Гумбольдт был непрерывно занят измерениями, вычислением высот, нанесением на карту пути. Наиболее замечательные облики местностей он срисовывал. Но все это еще не помогало разобраться в запутанном лабиринте этой горной страны. А между тем он не сомневался, что тут была, тут должна быть закономерность, — ее нужно понять, отыскать способ в нее проникнуть, в природе невозможен хаос.
Он изобретает новый способ — чертеж пройденных перевалов, хребтов, долин. Линии чертежа соединяли измеренные высоты. Анды представали как бы в разрезе.
И сотни разрезов помогли разгадать лабиринт. Открывалась гармония в расположении дугообразных складок, цепей вулканов у самого края материка.
И тогда, с этих высот, яснее представилась Гумбольдту вся Южная Америка, напоминающая Африку по своим очертаниям и так не похожая на нее по своему внутреннему устройству.
На западе материк вздымался гигантскими волнами Кордильеров. Последние всплески этих гор, пройдя по берегу Венесуэлы мимо Каракаса, затухали на Атлантическом побережье вблизи устьев Ориноко. И, словно их отзвук, начинаясь еле заметными холмами в степях, вставали горы Гвианы, а южнее, пропустив долину Амазонки, поднималось широкое Бразильское плато. В этом чередовании поднятий и низменностей, затиший и бурь, некогда вздыбивших землю, чудилось ритмическое дыхание материка.
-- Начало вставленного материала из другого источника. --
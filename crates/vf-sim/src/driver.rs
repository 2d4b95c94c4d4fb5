//! `FrameDriver` — turns host frame callbacks into [`Sim::advance`] calls.
//!
//! The stepper itself is timer-free.  A host with a per-frame callback (a
//! render loop, a UI timer) owns one `FrameDriver` per simulation and calls
//! [`frame`](FrameDriver::frame) once per frame; the driver measures the
//! real time since the previous frame and feeds it to the stepper.
//!
//! The first frame after the simulation starts covers zero real time, so
//! the immediate first spawn lands at exactly t = 0.

use std::time::Instant;

use crate::{Sim, SimObserver, TickSnapshot};

#[derive(Debug, Default, Clone)]
pub struct FrameDriver {
    last_frame: Option<Instant>,
}

impl FrameDriver {
    pub fn new() -> Self {
        Self::default()
    }

    /// Forget the previous frame; the next one covers zero real time.
    pub fn restart(&mut self) {
        self.last_frame = None;
    }

    /// Advance `sim` by the real time elapsed since the previous frame.
    pub fn frame<'s, O: SimObserver>(&mut self, sim: &'s mut Sim, observer: &mut O) -> &'s TickSnapshot {
        self.frame_at(sim, Instant::now(), observer)
    }

    /// Like [`frame`](Self::frame) with an explicit frame timestamp.
    ///
    /// While `sim` is stopped the driver forgets its last frame, so time
    /// spent stopped never reaches the stepper.
    pub fn frame_at<'s, O: SimObserver>(
        &mut self,
        sim:      &'s mut Sim,
        now:      Instant,
        observer: &mut O,
    ) -> &'s TickSnapshot {
        if !sim.is_running() {
            self.last_frame = None;
            return sim.snapshot();
        }
        let real_dt = self
            .last_frame
            .map_or(0.0, |prev| now.saturating_duration_since(prev).as_secs_f64());
        self.last_frame = Some(now);
        sim.advance_with(real_dt, observer)
    }
}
…Вечерами погонщики мулов рассказывали горные истории. Мир, простертый внизу, сгорал в дыму и пламени. Он скоро остывал под сизым пеплом сумерек. И только один огонь оставался в этом звонком, волнистом пространстве — их костер на высоте. Тогда струящийся плащ загорался на небе и медлил на западе, поднявшись к зениту.
То был зодиакальный свет.
На высоте Гуангамарки юго-западный ветер ударил в лицо и разогнал туман. Западный склон открылся сразу — весь в острых зубцах, словно в черной ряби, низвергавшейся в бездну. Широкое и спокойное сверкание заливало глубину и уходило к небу в бесконечном отдалений.
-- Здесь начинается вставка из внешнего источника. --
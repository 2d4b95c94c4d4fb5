//! Strongly typed, zero-cost identifier wrappers.
//!
//! All IDs are `Copy + Ord + Hash` so they can be used as map keys and sorted
//! collection elements without ceremony.  The inner integer is `pub`, but
//! callers should prefer the `.index()` helper when indexing a slice.

use std::fmt;

/// Generate a typed ID wrapper around a primitive integer.
macro_rules! typed_id {
    ($(#[$attr:meta])* $vis:vis struct $name:ident($inner:ty);) => {
        $(#[$attr])*
        #[derive(Copy, Clone, PartialEq, Eq, Hash, PartialOrd, Ord, Debug)]
        #[cfg_attr(feature = "serde", derive(serde::Serialize, serde::Deserialize))]
        $vis struct $name(pub $inner);

        impl $name {
            /// Cast to `usize` for direct use as a slice index.
            #[inline(always)]
            pub fn index(self) -> usize {
                self.0 as usize
            }
        }

        impl fmt::Display for $name {
            fn fmt(&self, f: &mut fmt::Formatter<'_>) -> fmt::Result {
                write!(f, "{}({})", stringify!($name), self.0)
            }
        }
    };
}

typed_id! {
    /// Identity of a spawned team.  Issued from 1 upward by the spawn
    /// scheduler; 0 is never issued.
    pub struct TeamId(u32);
}

typed_id! {
    /// Position of a block in the traversal sequence.
    pub struct BlockId(u32);
}

impl TeamId {
    /// The first ID issued after a simulation starts.
    pub const FIRST: TeamId = TeamId(1);

    /// The ID issued after `self`.
    #[inline]
    pub fn next(self) -> TeamId {
        TeamId(self.0 + 1)
    }
}

impl BlockId {
    /// The block every team enters on spawn.
    pub const ENTRY: BlockId = BlockId(0);

    /// The block after `self` in the sequence.
    #[inline]
    pub fn next(self) -> BlockId {
        BlockId(self.0 + 1)
    }
}
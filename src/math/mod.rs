pub mod matrix;

pub use matrix::Matrix;
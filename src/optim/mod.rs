pub mod sgd;

pub use sgd::Sgd;
pub struct SquaredErrorLoss;

impl SquaredErrorLoss {
    /// Data term of the squared error: 0.5·Σ(expected − predicted)² / input_size.
    ///
    /// The L2 penalty depends on the weights, so `Network::squared_error` adds
    /// it on top.
    pub fn loss(predicted: &[f64], expected: &[f64], input_size: usize) -> f64 {
        let sum: f64 = predicted.iter().zip(expected.iter())
            .map(|(p, y)| (y - p).powi(2))
            .sum();
        0.5 * sum / input_size.max(1) as f64
    }

    /// L2 penalty: (lambda / 2)·Σ W².
    pub fn penalty(lambda: f64, sum_squared_weights: f64) -> f64 {
        lambda / 2.0 * sum_squared_weights
    }

    /// Per-output gradient w.r.t. the prediction: predicted − expected.
    pub fn derivative(predicted: &[f64], expected: &[f64]) -> Vec<f64> {
        predicted.iter().zip(expected.iter())
            .map(|(p, y)| p - y)
            .collect()
    }
}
Великий океан, обнимая полмира, уходил к небу.
Домой
5 декабря 1802 года корвет унес путешественников из гавани Кальяо, вблизи Лимы, опять на север. Они поплыли вдоль побережья в Мексику. И повезли с собой множество ящиков, доверху наполненных коллекциями, картами, тетрадями с записями измерений, дневниками.
Со всех пунктов путешествия, где только была возможность, ящики отсылались в Европу. Они шли в Мадрид, в Париж, в Берлин, Джозефу Банксу в Лондон.
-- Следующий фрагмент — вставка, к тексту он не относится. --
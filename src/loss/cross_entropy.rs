use crate::error::{Error, Result};

/// Categorical cross-entropy, paired with a Softmax output layer.
pub struct CrossEntropyLoss;

impl CrossEntropyLoss {
    /// L = −Σ expected[i]·ln(predicted[i])
    ///
    /// Undefined unless every prediction is strictly positive; a zero or
    /// negative component yields `Error::UndefinedLoss` instead of an
    /// infinity or NaN.
    pub fn loss(predicted: &[f64], expected: &[f64]) -> Result<f64> {
        if let Some((index, &value)) = predicted.iter().enumerate().find(|(_, p)| !(**p > 0.0)) {
            return Err(Error::UndefinedLoss { index, value });
        }
        Ok(predicted.iter().zip(expected.iter())
            .map(|(p, e)| -e * p.ln())
            .sum())
    }

    /// Gradient of Softmax + cross-entropy w.r.t. the logits:
    ///   ∂L/∂z_i = predicted[i] − expected[i]
    ///
    /// This seeds the backward pass directly; the Softmax layer contributes
    /// no further derivative factor.
    pub fn derivative(predicted: &[f64], expected: &[f64]) -> Vec<f64> {
        predicted.iter().zip(expected.iter())
            .map(|(p, e)| p - e)
            .collect()
    }
}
Гумбольдт исследовал холодное течение, струившее с юга на север воду оловянного цвета.
Это течение позднее назвали Гумбольдтовым.
Плавание до мексиканской гавани Акапулько продолжалось три с половиной месяца — больше чем на месяц застряли в Гваякиле, надо было искать другой корабль, перуанский корвет дальше не шел.
Март был на исходе, когда путешественники высадились в Акапулько. О Новом Свете знали тогда так мало, что лучшие карты ошибались на несколько градусов в положении даже этой крупной гавани, а тем самым и всех других пунктов западного побережья, потому что их отсчитывали от нее.
Дать первую точную карту выпало на долю Гумбольдта.
Он провел год среди сильных и смелых людей, земледельцев и скотоводов, суровых, как исполинские вулканы и плоскогорья их страны, поросшие агавами и кактусами, усеянные развалинами трех культур — майя, толгеков и ацтеков.
Директор мексиканской горной школы был учеником Вернера. Долгими вечерами они вспоминали Фрейберг.
Гумбольдт осмотрел серебряные рудники и залежи платины. Разработки велись лениво, половина металла оставалась в породе. Но в горах, даже далеко от рудников, то и дело находили большие самородки. Под деревнями, жители которых питались ячменными лепешками, лежали сокровища, не имевшие цены.